Tabi artık defile demek yanlış. Bunlara “Fashion Show” deniyor.

Nitekim bu da 4 bin 800 kişinin davetli olduğu dev bir moda gösterisiydi.

Sezonluk bir moda gösterisiydi ama gelenlerin 3 bini profesyonel olmayan davetliydi.

Milano’da moda okuyan öğrencilere bin 600 davetiye verilmişti.

4 BİN 500 KİŞİNİN ÜZERİNDE DOLAŞAN ÇIRILÇIPLAK EROTİK İKİ DEV VÜCUT

Önce gösterinin adından başlayayım…

Defilenin adı “Diesel Demokrasi…Demokratik Moda…”

Podyumun üzerinde, Guiness Rekorlar Kitabına geçecek dev iki şişme heykel vardı.

Hollanda’nın Dennis Vanderbrock Stüdyosu'nun hazırladığı çırılçıplak bir kadın ve bir erkek bedenininden oluşan sanat eseriydi.

İki beden olabilecek en erotik biçimde birbirine yapıştırılmıştı.

Cumhuriyet'in 100'üncü yılında çıplak beden üzerine file blucin giyme hakkına anayasal güvence istiyorum - Resim : 1

PLUEJEAN TARİHİNDE YENİ SAYFA AÇILIYOR

‘Diesel’ bu şov ile “blucin tarihinde yeni bir sayfayı açtığını” ilan etti.

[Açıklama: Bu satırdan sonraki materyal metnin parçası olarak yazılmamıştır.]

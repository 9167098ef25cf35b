use anyhow::Context as _;
use clap::{Args, Parser, Subcommand};
use glam::{DVec2, Vec2};
use infinigrid_assets::{GalleryManifest, load_images};
use infinigrid_common::Viewport;
use infinigrid_input::{InputEvent, InputRouter, WheelDelta};
use infinigrid_layout::GridLayout;
use infinigrid_render::{DebugTextRenderer, Renderer};
use infinigrid_scene::{FrameLoop, Gallery, GalleryInspector, GallerySummary, PlaneInfo};
use infinigrid_scroll::ScrollState;
use serde_json::json;
use std::path::PathBuf;
use std::time::{Duration, Instant};
use tracing_subscriber::EnvFilter;

/// Simulated refresh interval.
const FRAME_DT: Duration = Duration::from_micros(16_667);

#[derive(Parser)]
#[command(name = "infinigrid-cli", about = "Headless tool for the infinigrid gallery")]
struct Cli {
    /// Enable verbose logging
    #[arg(short, long)]
    verbose: bool,

    #[command(subcommand)]
    command: Commands,
}

/// Where the gallery comes from. Without a manifest, defaults are used with
/// `--items` same-sized images.
#[derive(Args, Clone)]
struct GalleryArgs {
    /// Gallery manifest (YAML); supplies layout, scroll and images
    #[arg(long)]
    manifest: Option<PathBuf>,
    /// Number of items when no manifest is given
    #[arg(long, default_value = "12")]
    items: usize,
    /// Viewport width in pixels
    #[arg(long, default_value = "1280")]
    width: f32,
    /// Viewport height in pixels
    #[arg(long, default_value = "720")]
    height: f32,
}

#[derive(Subcommand)]
enum Commands {
    /// Print version and default gallery settings
    Info {
        /// Show the settings of this manifest instead of the defaults
        #[arg(long)]
        manifest: Option<PathBuf>,
    },
    /// Print grid bounds and item placements for a scroll offset
    Layout {
        #[command(flatten)]
        gallery: GalleryArgs,
        /// Horizontal scroll offset
        #[arg(long, default_value = "0", allow_hyphen_values = true)]
        scroll_x: f64,
        /// Vertical scroll offset
        #[arg(long, default_value = "0", allow_hyphen_values = true)]
        scroll_y: f64,
    },
    /// Replay scripted wheel/drag input and print the final frame
    Simulate {
        #[command(flatten)]
        gallery: GalleryArgs,
        /// Frames to run after the input
        #[arg(short, long, default_value = "60")]
        frames: u64,
        /// Wheel delta x in pixels, applied before the first frame
        #[arg(long, default_value = "0", allow_hyphen_values = true)]
        wheel_x: f32,
        /// Wheel delta y in pixels, applied before the first frame
        #[arg(long, default_value = "0", allow_hyphen_values = true)]
        wheel_y: f32,
        /// Drag distance x in pixels, from the viewport centre
        #[arg(long, default_value = "0", allow_hyphen_values = true)]
        drag_x: f32,
        /// Drag distance y in pixels, from the viewport centre
        #[arg(long, default_value = "0", allow_hyphen_values = true)]
        drag_y: f32,
        /// Only list planes that are on screen
        #[arg(long)]
        visible_only: bool,
        /// Emit JSON instead of text
        #[arg(long)]
        json: bool,
    },
}

fn load_manifest(path: Option<&PathBuf>) -> anyhow::Result<GalleryManifest> {
    match path {
        Some(path) => GalleryManifest::load(path)
            .with_context(|| format!("loading manifest {}", path.display())),
        None => Ok(GalleryManifest::default()),
    }
}

/// Scroll state and gallery built from the command line.
fn build_gallery(args: &GalleryArgs) -> anyhow::Result<(ScrollState, Gallery)> {
    let manifest = load_manifest(args.manifest.as_ref())?;
    let sizes = if args.manifest.is_some() {
        load_images(&manifest.images)
            .iter()
            .map(|img| img.size())
            .collect::<Vec<_>>()
    } else {
        vec![(1200, 1600); args.items]
    };

    let viewport = Viewport::new(args.width, args.height);
    let scroll = ScrollState::new(manifest.scroll);
    let gallery = Gallery::new(manifest.layout, &sizes, viewport, &scroll)?;
    Ok((scroll, gallery))
}

/// Scripted input for a simulation.
struct Script {
    wheel: Vec2,
    drag: Vec2,
    frames: u64,
}

/// Run `script` against the gallery and return the frame count reached.
fn simulate(script: &Script, scroll: &mut ScrollState, gallery: &mut Gallery) -> u64 {
    let mut router = InputRouter::new();

    if script.wheel != Vec2::ZERO {
        router.handle(InputEvent::Wheel(WheelDelta::Pixels(script.wheel)), scroll);
    }
    if script.drag != Vec2::ZERO {
        let start = gallery.viewport().center();
        router.handle(InputEvent::PointerDown(start), scroll);
        router.handle(InputEvent::PointerMove(start + script.drag), scroll);
        router.handle(InputEvent::PointerUp, scroll);
    }
    tracing::debug!(scroll_target = ?scroll.target(), "input applied");

    let mut frame_loop = FrameLoop::new();
    let t0 = Instant::now();
    for i in 0..script.frames {
        let now = t0 + FRAME_DT * i as u32;
        let Some(tick) = frame_loop.tick(now) else {
            break;
        };
        let stats = gallery.frame(scroll, tick.dt);
        tracing::trace!(frame = tick.index, visible = stats.visible, "simulated frame");
    }
    frame_loop.stop();
    frame_loop.frames()
}

fn main() -> anyhow::Result<()> {
    let cli = Cli::parse();

    let filter = if cli.verbose { "debug" } else { "info" };
    tracing_subscriber::fmt()
        .with_env_filter(EnvFilter::new(filter))
        .with_writer(std::io::stderr)
        .init();

    match cli.command {
        Commands::Info { manifest } => {
            let manifest = load_manifest(manifest.as_ref())?;
            let l = &manifest.layout;
            println!("infinigrid-cli v{}", env!("CARGO_PKG_VERSION"));
            println!("title: {}", manifest.title);
            println!(
                "window: {}x{}",
                manifest.window.width, manifest.window.height
            );
            println!("images: {}", manifest.images.len());
            println!(
                "layout: columns={} visible_columns={} gap={} item_aspect={} stagger={}",
                l.columns, l.visible_columns, l.gap, l.item_aspect, l.stagger
            );
            println!(
                "scroll: ease={} scale={}",
                manifest.scroll.ease, manifest.scroll.scale
            );
        }
        Commands::Layout {
            gallery,
            scroll_x,
            scroll_y,
        } => {
            let manifest = load_manifest(gallery.manifest.as_ref())?;
            let items = if gallery.manifest.is_some() {
                manifest.images.len()
            } else {
                gallery.items
            };
            let viewport = Viewport::new(gallery.width, gallery.height);
            let grid = GridLayout::new(manifest.layout, items, viewport)?;

            println!(
                "Viewport: {}x{}  Scroll: ({scroll_x}, {scroll_y})",
                viewport.width, viewport.height
            );
            println!(
                "Column: width={} bound={}  Item: height={} bound={}  Wrap x={}",
                grid.column_width(),
                grid.col_bound(),
                grid.item_height(),
                grid.item_bound(),
                grid.wrap_size_x()
            );
            for p in grid.placements(DVec2::new(scroll_x, scroll_y)) {
                let on_screen = if p.rect.intersects(&viewport) { "*" } else { " " };
                println!(
                    "{on_screen} [{:>3}] col={} row={} rect=({}, {}, {}x{})",
                    p.item, p.column, p.row, p.rect.left, p.rect.top, p.rect.width, p.rect.height
                );
            }
        }
        Commands::Simulate {
            gallery,
            frames,
            wheel_x,
            wheel_y,
            drag_x,
            drag_y,
            visible_only,
            json,
        } => {
            let (mut scroll, mut g) = build_gallery(&gallery)?;
            let script = Script {
                wheel: Vec2::new(wheel_x, wheel_y),
                drag: Vec2::new(drag_x, drag_y),
                frames,
            };
            let ran = simulate(&script, &mut scroll, &mut g);

            if json {
                let summary: GallerySummary = GalleryInspector::summary(&g, &scroll, ran);
                let viewport = g.viewport();
                let planes = g
                    .planes()
                    .iter()
                    .filter(|p| !visible_only || p.rect().intersects(&viewport))
                    .filter_map(|p| GalleryInspector::inspect_plane(&g, p.index()))
                    .collect::<Vec<PlaneInfo>>();
                let out = json!({ "summary": summary, "planes": planes });
                println!("{}", serde_json::to_string_pretty(&out)?);
            } else {
                let text = DebugTextRenderer::new()
                    .visible_only(visible_only)
                    .render(&g.view(ran, &scroll));
                print!("{text}");
                println!("{}", GalleryInspector::summary(&g, &scroll, ran));
            }
        }
    }

    Ok(())
}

Gerçekten de 2023 yılı ilkbahar yaz sezonu için hazırlanan yeni blujean ve denim tasarımları bugüne kadar görmediğimiz bir çeşitlikteydi.

Blujean basit bir pantolon olmaktan çıkmış, neredeyse bir içgiyim haline gelecek kadar açılmıştı.

Özeti çıplak beden üzerine giyilen file blucin olarak da tarif edilebilir.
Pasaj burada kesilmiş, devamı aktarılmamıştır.